16th Naval Chief of Pakistan

Zafar Mahmood Abbasi NI(M) HI(M) SI(M) BJSN is a retired four-star admiral of the Pakistan Navy who served as the 21st Chief of the Naval Staff (CNS) of Pakistan Navy from 7 October 2017 until 7 October 2020.

==Career==
Abbasi joined the Pakistan Navy in 1979 after graduating from Cadet College Hasanabdal. He was educated at the Pakistan Naval Academy and did his initial training at the Britannia Royal Naval College in Dartmouth in the United Kingdom. He was commissioned in the Navy as a Lieutenant in 1981 upon graduating from the Naval Academy and was conferred with the Sword of Honour. He served as an executive officer in a Tariq-class destroyer.

Later he joined the Submarine Branch, and specialised in underwater warfare in Pakistan as well as qualified for the surface warfare from the United States.

He is a graduate of the Royal Australian Naval College, attending it in 1989, and attained a B.S., and a MSc from the National Defence University.

His command assignment included his role as commandant of the Naval Academy, as well as Director-General of the Pakistan Maritime Security Agency, which he commanded from 2010 until 2011. From 2001 to 2003, he was the commanding officer of the PNS Khaiber.
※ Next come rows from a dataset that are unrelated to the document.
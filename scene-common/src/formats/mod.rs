//! Scene graph encodings
//!
//! - [`chunked`]: canonical binary format (`.scnb`), see `CHUNKED_SCENE_FORMAT`
//! - [`text`]: human-readable JSON, plus the deprecated JSON-wrapped binary
//!   (`.scnj`)
//!
//! Fixed-size headers implement [`BinarySerializable`]; [`sniff_encoding`]
//! uses them to tell the encodings apart.

pub mod chunked;
mod header;
mod serialization;
pub mod text;

pub use header::*;
pub use serialization::{BinarySerializable, SceneEncoding, probe_header, sniff_encoding};

// Re-export format constants from shared for convenience
pub use scenepack_shared::{CHUNKED_SCENE_FORMAT, JSON_SCENE_FORMAT, SceneFormat};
From 2005 until 2007, he commanded the 21st Mine Squadron and 25th Destroyer Squadron. In 2008, he was promoted to one-star rank, Commodore, and was the Assistant Chief of the Naval Staff (Operations) and later, the Assistant Chief of the Naval Staff (Plans), until he was promoted to two-star rank in 2010.

Rear-Admiral Abbasi took over the command of the Combined Task Force 150 which he led from April 2010 until October 2010. In 2013, Rear-Admiral Abbasi took over the command as Commander Logistics (COMLOG) but this was a short-lived appointment.

In 2013, Rear-Admiral Abbasi was appointed as the Commander of the Karachi Coast (COMCOAST), becoming Flag officer commanding (FOC) of the Pakistan Marines.

In 2014, Rear-Admiral Abbasi was appointed as fleet commander of the Pakistan Navy as Commander, Pakistan Fleet (COMPAK) with three-star rank promotion.

In 2014, Vice-Admiral Abbasi was a contender to be appointed as a four-star admiral and take over the command of the Navy as its Chief of Naval Staff, along with Vice-Admiral Khan Hasham bin Saddique and Vice-Admiral S. A. Hussaini. However, the most senior admiral in the Navy, Admiral Mohammad Zakaullah was promoted to the four-star appointment, He continued serving as the Deputy Chief of the Naval Staff (Operations) at the Naval Headquarters.

Upon the retirement of Vice-Admiral Khan Hasham bin Saddique, Vice-Admiral Abbasi took over as the vice chief of naval staff in June 2017.

==Chief of Naval Staff==

On 3 October 2017, Vice-Admiral Abbasi was promoted to four-star admiral in the Navy, and was announced by the MoD of his appointment to take over the command of the Navy as Chief of Naval Staff. He supersedes no one and was the senior most-ranking admiral in the Navy.

On 7 October 2017, Admiral Abbasi took over the command of the Navy as Chief of Naval Staff from outgoing Admiral Muhammad Zakaullah at the PNS Zafar in Islamabad.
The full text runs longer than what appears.